Le dernier amour d'Attila Kiss - Julia Kerninon
Souvenez-vous, ça s’appelait Buvard, c’était un premier roman et il a propulsé très vite son auteure sur les devants de la scène littéraire. Comme d’habitude après un tel bouche-à-oreilles, on se pose la question de la suite, on attend au tournant ce fameux second roman. Buvard parlait d’écriture et de vie avec une telle puissance que l’on pouvait se demander si Julia Kerninon n’avait pas déjà tout dit. Alors forcément, quand j’ai vu son nom sur une jolie couverture posée au milieu d’autres sur la table du libraire, j’ai été attirée comme un aimant. J’ai d’abord pensé qu’elle avait fait vite (deux ans à peine entre les deux livres), ensuite j’ai savouré le titre – Attila Kiss, un nom qui résume le propos à lui seul – et puis tout le reste.

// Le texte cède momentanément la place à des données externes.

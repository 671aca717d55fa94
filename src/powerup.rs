//! Power-up kinds, the effects they grant, and the table that decides what a destroyed wall drops.

use bevy_ecs::{component::Component, resource::Resource};
use rand::{seq::IndexedRandom, Rng};
use serde::{Deserialize, Serialize};
use smallvec::SmallVec;
use strum_macros::AsRefStr;
use tracing::warn;

use crate::constants::powerup::{BOMB_WEIGHT, FIRE_WEIGHT, NONE_WEIGHT, SPEED_MULTIPLIER, SPEED_WEIGHT};
use crate::systems::lifetime::Timer;

#[derive(Debug, Clone, Copy, PartialEq, Eq, Hash, AsRefStr, Serialize, Deserialize)]
#[strum(serialize_all = "snake_case")]
#[serde(rename_all = "snake_case")]
pub enum PowerupKind {
    /// +1 blast power.
    FireIncrease,
    /// +1 simultaneous bomb.
    BombIncrease,
    /// Multiplies movement speed.
    SpeedIncrease,
}

/// A stat modifier held by the player, optionally expiring.
#[derive(Debug, Clone, PartialEq)]
pub struct PowerupEffect {
    pub kind: PowerupKind,
    /// `None` for permanent effects.
    pub timer: Option<Timer>,
    /// Additive bonus for fire/bomb effects, multiplier for speed effects.
    pub magnitude: f32,
}

impl PowerupEffect {
    pub fn new(kind: PowerupKind, duration: Option<f32>) -> Self {
        let magnitude = match kind {
            PowerupKind::FireIncrease | PowerupKind::BombIncrease => 1.0,
            PowerupKind::SpeedIncrease => SPEED_MULTIPLIER,
        };
        Self {
            kind,
            timer: duration.filter(|d| *d > 0.0).map(Timer::new),
            magnitude,
        }
    }

    pub fn is_expired(&self) -> bool {
        self.timer.as_ref().is_some_and(Timer::finished)
    }
}

/// Aggregated bonus from every active effect.
#[derive(Debug, Clone, Copy, PartialEq)]
pub struct EffectBonus {
    pub fire: u32,
    pub bombs: u32,
    pub speed_multiplier: f32,
}

impl Default for EffectBonus {
    fn default() -> Self {
        Self {
            fire: 0,
            bombs: 0,
            speed_multiplier: 1.0,
        }
    }
}

/// Effects currently applied to an entity.
#[derive(Component, Debug, Clone, Default)]
pub struct ActiveEffects {
    effects: SmallVec<[PowerupEffect; 8]>,
}

impl ActiveEffects {
    pub fn push(&mut self, effect: PowerupEffect) {
        self.effects.push(effect);
    }

    pub fn iter(&self) -> impl Iterator<Item = &PowerupEffect> {
        self.effects.iter()
    }

    pub fn len(&self) -> usize {
        self.effects.len()
    }

    pub fn is_empty(&self) -> bool {
        self.effects.is_empty()
    }

    /// Advances every timed effect and drops the ones that have run out.
    ///
    /// Returns the kinds that expired.
    pub fn advance(&mut self, dt: f32) -> SmallVec<[PowerupKind; 4]> {
        for effect in self.effects.iter_mut() {
            if let Some(timer) = effect.timer.as_mut() {
                timer.tick(dt);
            }
        }

        let expired = self.effects.iter().filter(|e| e.is_expired()).map(|e| e.kind).collect();
        self.effects.retain(|e| !e.is_expired());
        expired
    }

    /// Fire and bomb bonuses add up, speed bonuses multiply.
    pub fn total(&self) -> EffectBonus {
        self.effects.iter().fold(EffectBonus::default(), |mut bonus, effect| {
            match effect.kind {
                PowerupKind::FireIncrease => bonus.fire += effect.magnitude.round() as u32,
                PowerupKind::BombIncrease => bonus.bombs += effect.magnitude.round() as u32,
                PowerupKind::SpeedIncrease => bonus.speed_multiplier *= effect.magnitude,
            }
            bonus
        })
    }
}

/// Relative weights of each drop outcome for a destroyed soft wall.
///
/// Serialized under the level's `powerup_probabilities` key.
#[derive(Resource, Debug, Clone, Copy, PartialEq, Serialize, Deserialize)]
#[serde(default)]
pub struct DropTable {
    pub fire_increase: f32,
    pub bomb_increase: f32,
    pub speed_increase: f32,
    pub none: f32,
}

impl Default for DropTable {
    fn default() -> Self {
        Self {
            fire_increase: FIRE_WEIGHT,
            bomb_increase: BOMB_WEIGHT,
            speed_increase: SPEED_WEIGHT,
            none: NONE_WEIGHT,
        }
    }
}

impl DropTable {
    /// A table that never drops anything.
    pub const NEVER: DropTable = DropTable {
        fire_increase: 0.0,
        bomb_increase: 0.0,
        speed_increase: 0.0,
        none: 1.0,
    };

    fn outcomes(&self) -> [(Option<PowerupKind>, f32); 4] {
        [
            (Some(PowerupKind::FireIncrease), self.fire_increase),
            (Some(PowerupKind::BombIncrease), self.bomb_increase),
            (Some(PowerupKind::SpeedIncrease), self.speed_increase),
            (None, self.none),
        ]
    }

    /// Chance that a roll produces any power-up at all.
    pub fn drop_rate(&self) -> f32 {
        let outcomes = self.outcomes();
        let total: f32 = outcomes.iter().map(|(_, w)| w.max(0.0)).sum();
        if total <= 0.0 {
            return 0.0;
        }
        (total - self.none.max(0.0)) / total
    }

    /// Rolls a drop. Invalid tables (all zero, negative weights) never drop.
    pub fn roll<R: Rng + ?Sized>(&self, rng: &mut R) -> Option<PowerupKind> {
        match self.outcomes().choose_weighted(rng, |(_, weight)| *weight) {
            Ok((kind, _)) => *kind,
            Err(error) => {
                warn!(?error, table = ?self, "Invalid power-up drop table");
                None
            }
        }
    }
}
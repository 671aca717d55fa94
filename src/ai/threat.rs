//! Danger assessment for enemies that try to stay out of the blast.

use std::collections::HashSet;

use glam::IVec2;
use tracing::trace;

use crate::ai::pathfinding::manhattan;
use crate::map::{direction::Direction, grid::Grid};

/// A per-tick view of which tiles are dangerous.
///
/// A tile is safe when it is walkable, no live explosion covers it, and neither it nor any
/// of its four neighbours holds a bomb.
pub struct ThreatMap<'a> {
    grid: &'a Grid,
    blasted: HashSet<IVec2>,
}

impl<'a> ThreatMap<'a> {
    /// Builds the map from the tiles of every live explosion.
    pub fn new(grid: &'a Grid, explosion_tiles: impl IntoIterator<Item = IVec2>) -> Self {
        Self {
            grid,
            blasted: explosion_tiles.into_iter().collect(),
        }
    }

    pub fn is_blasted(&self, pos: IVec2) -> bool {
        self.blasted.contains(&pos)
    }

    /// Whether a bomb sits on `pos` or next to it.
    pub fn is_near_bomb(&self, pos: IVec2) -> bool {
        self.grid.has_bomb(pos)
            || Direction::DIRECTIONS
                .into_iter()
                .any(|dir| self.grid.has_bomb(pos + dir.as_ivec2()))
    }

    pub fn is_safe(&self, pos: IVec2) -> bool {
        self.grid.is_walkable(pos) && !self.is_blasted(pos) && !self.is_near_bomb(pos)
    }

    /// The safe tile closest to `from` by Manhattan distance, `from` itself included.
    ///
    /// Ties resolve to the first tile in row-major order.
    pub fn nearest_safe_tile(&self, from: IVec2) -> Option<IVec2> {
        self.grid
            .tiles()
            .map(|(pos, _)| pos)
            .filter(|&pos| self.is_safe(pos))
            .min_by_key(|&pos| manhattan(pos, from))
    }

    /// The direction to flee in when standing on an unsafe tile.
    ///
    /// Moves along the axis with the larger distance to the nearest safe tile (vertical on
    /// ties). Returns `None` when `from` is already safe or nothing is safe.
    pub fn escape_direction(&self, from: IVec2) -> Option<Direction> {
        if self.is_safe(from) {
            return None;
        }

        let target = self.nearest_safe_tile(from)?;
        let delta = target - from;
        let direction = if delta.x.abs() > delta.y.abs() {
            Direction::horizontal(delta.x)
        } else {
            Direction::vertical(delta.y)
        };

        trace!(from = ?from, target = ?target, direction = ?direction, "Escaping threat");
        direction
    }
}
//! Centralized error types for the simulation.
//!
//! Only level loading and configuration can fail. Once a [`Game`](crate::game::Game)
//! exists, every tick either succeeds or absorbs the failure locally.

use std::io;

use glam::IVec2;

/// Main error type for the simulation.
///
/// This is the primary error type that should be used in public APIs.
#[derive(thiserror::Error, Debug)]
pub enum GameError {
    #[error("Map parsing error: {0}")]
    MapParse(#[from] ParseError),

    #[error("Level error: {0}")]
    Level(#[from] LevelError),

    #[error("IO error: {0}")]
    Io(#[from] io::Error),

    #[error("JSON error: {0}")]
    Json(#[from] serde_json::Error),
}

/// Error type for map parsing operations.
#[derive(thiserror::Error, Debug, PartialEq)]
pub enum ParseError {
    #[error("Unknown character {character:?} at column {col}, row {row}")]
    UnknownCharacter { character: char, col: usize, row: usize },
    #[error("Row {row} has {found} columns, expected {expected}")]
    RaggedRow { row: usize, expected: usize, found: usize },
    #[error("Board has no rows")]
    EmptyBoard,
    #[error("Board has no player start marker")]
    MissingPlayerStart,
}

/// Errors raised while validating a level description.
#[derive(thiserror::Error, Debug, PartialEq)]
pub enum LevelError {
    #[error("Level declares {declared} {axis} but the tile layout has {actual}")]
    DimensionMismatch {
        axis: &'static str,
        declared: u32,
        actual: u32,
    },

    #[error("Level must be at least 1x1, got {width}x{height}")]
    EmptyLevel { width: u32, height: u32 },

    #[error("Tile size must be positive, got {0}")]
    InvalidTileSize(f32),

    #[error("{what} at {cell} lies outside the {width}x{height} grid")]
    OutOfBounds {
        what: &'static str,
        cell: IVec2,
        width: u32,
        height: u32,
    },

    #[error("{what} at {cell} is not on a walkable tile")]
    BlockedSpawn { what: &'static str, cell: IVec2 },

    #[error("Enemy {index} has invalid speed {speed}")]
    InvalidSpeed { index: usize, speed: f32 },

    #[error("{what} radius {radius} must be under half of the {tile_size} tile")]
    ColliderTooLarge {
        what: &'static str,
        radius: f32,
        tile_size: f32,
    },

    #[error("{what} speed {speed} would cross a whole {tile_size} tile in one tick")]
    TooFast {
        what: &'static str,
        speed: f32,
        tile_size: f32,
    },

    #[error("Invalid level configuration: {0}")]
    InvalidConfig(String),
}

/// Result type for game operations.
pub type GameResult<T> = Result<T, GameError>;
#![allow(dead_code)]

use bevy_ecs::{entity::Entity, event::Events, world::World};
use boomer::{
    ai::behavior::{Behavior, Brain, Intelligence},
    config::GameConfig,
    constants::{enemy, player, powerup::EXIT_LOCKED_NOTICE_INTERVAL, TILE_SIZE},
    events::{GameEvent, PlayerInput},
    game::Game,
    map::{
        grid::Grid,
        level::{Cell, EnemyDescription, ExitDescription, LevelDescription},
        parser::MapTileParser,
    },
    powerup::{ActiveEffects, DropTable},
    systems::{
        Bomb, Collider, Cooldown, DeltaTime, Enemy, EnemyBundle, ExitNotice, GameRng, GameStatus, LevelStats,
        PlayerBundle, PlayerControlled, PlayerStats, Position, Velocity,
    },
};
use glam::IVec2;

pub const TEST_SEED: u64 = 7;

/// One tick at the fixed 60 Hz step.
pub const DT: f32 = 1.0 / 60.0;

/// A 7x7 room with a hard-wall border and an empty interior.
pub const OPEN_ROOM: [&str; 7] = [
    "#######",
    "#     #",
    "#     #",
    "#     #",
    "#     #",
    "#     #",
    "#######",
];

/// A 13x11 arena with nothing but a border.
pub const ARENA: [&str; 11] = [
    "#############",
    "#@          #",
    "#           #",
    "#           #",
    "#           #",
    "#           #",
    "#           #",
    "#           #",
    "#           #",
    "#           #",
    "#############",
];

/// A seeded configuration with default tuning.
pub fn test_config() -> GameConfig {
    GameConfig {
        seed: Some(TEST_SEED),
        ..GameConfig::default()
    }
}

/// Builds a grid straight from map rows, markers included as floor or exit.
pub fn grid_from_rows(rows: &[&str]) -> Grid {
    let parsed = MapTileParser::parse_board(rows).expect("test board should parse");
    let mut grid = Grid::new(parsed.width, parsed.height, TILE_SIZE);
    for (i, kind) in parsed.tiles.iter().enumerate() {
        let pos = IVec2::new(i as i32 % parsed.width as i32, i as i32 / parsed.width as i32);
        grid.set_tile(pos, *kind);
    }
    if let Some(exit) = parsed.exit {
        grid.set_exit(exit);
    }
    grid
}

/// Replaces single characters in a board, for building variations of a layout.
pub fn with_tiles(rows: &[&str], edits: &[(i32, i32, char)]) -> Vec<String> {
    let mut rows: Vec<Vec<char>> = rows.iter().map(|row| row.chars().collect()).collect();
    for &(col, row, symbol) in edits {
        rows[row as usize][col as usize] = symbol;
    }
    rows.into_iter().map(String::from_iter).collect()
}

/// A level with a visible exit, the given enemies, and no power-up drops.
pub fn level<S: AsRef<str>>(rows: &[S], exit: IVec2, enemies: Vec<EnemyDescription>) -> LevelDescription {
    let parsed = MapTileParser::parse_board(rows).expect("test board should parse");
    LevelDescription {
        title: Some("Test".to_string()),
        width: parsed.width,
        height: parsed.height,
        tile_size: TILE_SIZE,
        tiles: rows.iter().map(|row| row.as_ref().to_string()).collect(),
        player_start: Cell::from(parsed.player_start.expect("test board needs a player start")),
        exit: Some(ExitDescription {
            col: exit.x,
            row: exit.y,
            hidden_under_soft_wall: false,
        }),
        enemies,
        powerup_probabilities: Some(DropTable::NEVER),
    }
}

pub fn create_game(description: &LevelDescription, config: GameConfig) -> Game {
    Game::new(description, config).expect("test level should be valid")
}

/// Runs `ticks` fixed steps, draining events after every tick.
pub fn run_ticks(game: &mut Game, ticks: usize) -> Vec<GameEvent> {
    let mut events = Vec::new();
    for _ in 0..ticks {
        game.tick(DT);
        events.extend(game.drain_events());
    }
    events
}

/// Runs fixed steps for roughly `seconds`, draining events after every tick.
pub fn run_for(game: &mut Game, seconds: f32) -> Vec<GameEvent> {
    run_ticks(game, (seconds / DT).ceil() as usize)
}

pub fn count_events(events: &[GameEvent], predicate: impl Fn(&GameEvent) -> bool) -> usize {
    events.iter().filter(|event| predicate(event)).count()
}

/// Spawns an armed bomb and registers it on the grid.
pub fn spawn_bomb(world: &mut World, tile: IVec2, power: u32, fuse_time: f32) -> Entity {
    world.resource_mut::<Grid>().add_bomb(tile);
    world.spawn(Bomb::new(tile, power, Entity::PLACEHOLDER, fuse_time)).id()
}

pub fn player_entity(world: &mut World) -> Entity {
    world
        .query_filtered::<Entity, bevy_ecs::query::With<PlayerControlled>>()
        .single(world)
        .expect("there should be exactly one player")
}

/// A world with every resource the systems expect, without a schedule.
pub fn create_test_world(grid: Grid) -> World {
    let config = test_config();
    let mut world = World::new();
    world.init_resource::<Events<GameEvent>>();
    world.insert_resource(DeltaTime::from_seconds(DT));
    world.insert_resource(PlayerInput::default());
    world.insert_resource(GameStatus::Playing);
    world.insert_resource(ExitNotice(Cooldown::new(EXIT_LOCKED_NOTICE_INTERVAL)));
    world.insert_resource(LevelStats::default());
    world.insert_resource(GameRng::from_config(&config));
    world.insert_resource(DropTable::NEVER);
    world.insert_resource(grid);
    world.insert_resource(config);
    world
}

pub fn spawn_test_player(world: &mut World, tile: IVec2) -> Entity {
    let config = world.resource::<GameConfig>().clone();
    let position = Position::at_tile(world.resource::<Grid>(), tile);
    world
        .spawn(PlayerBundle {
            player: PlayerControlled,
            position,
            velocity: Velocity::default(),
            collider: Collider::new(config.player.radius, player::HIT_SCALE, player::CONTACT_SCALE),
            stats: PlayerStats::new(&config.player),
            effects: ActiveEffects::default(),
        })
        .id()
}

pub fn spawn_test_enemy(world: &mut World, tile: IVec2, behavior: Behavior) -> Entity {
    let position = Position::at_tile(world.resource::<Grid>(), tile);
    world
        .spawn(EnemyBundle {
            enemy: Enemy {
                brain: Brain::new(behavior, Intelligence::Basic),
                speed: enemy::SPEED,
            },
            position,
            velocity: Velocity::default(),
            collider: Collider::new(enemy::RADIUS, enemy::HIT_SCALE, enemy::CONTACT_SCALE),
        })
        .id()
}

/// Takes every event written so far in a bare test world.
pub fn drain_world_events(world: &mut World) -> Vec<GameEvent> {
    world.resource_mut::<Events<GameEvent>>().drain().collect()
}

L’amour et la guerre. L’amour comme une guerre. Pas très nouveau me direz-vous. Depuis la nuit des temps on utilise un vocabulaire guerrier pour parler d’amour. Conquérir, négocier, déposer les armes… Aimer est souvent un combat. Mais Julia Kerninon choisit de tirer ce fil jusqu’au bout, en explorant les moindres recoins de la mémoire des deux amoureux dont il est ici question, les blessures passées, celles qui les dépassent, celles que d’autres acteurs de conflits antérieurs n’ont fait que creuser.
« Lorsque deux individus se rencontrent et cherchent à entrer en contact jusqu’à se fondre, cela commence toujours comme commence une guerre – par la considération des forces en présence ».
Et les forces en présence ont tout pour s’opposer. Attila a 51 ans, il est hongrois et pauvre. Theodora a 25 ans, elle est autrichienne et héritière d’une riche famille de l'aristocratie viennoise. Les différences d’âge et de culture auraient déjà suffi à créer nombre d’obstacles. L’histoire de l’empire austro-hongrois, inscrite dans le sang de millions de descendants de ses différentes entités ballotées au gré des guerres passées vient compliquer encore la situation. Attila porte en lui toute l’humiliation d’un peuple sacrifié par les Empereurs successifs, passé sous le joug de puissances destructrices (Allemagne, URSS…). Le regard qu’il porte sur Theodora ne peut, dans un premier temps se libérer de cette influence.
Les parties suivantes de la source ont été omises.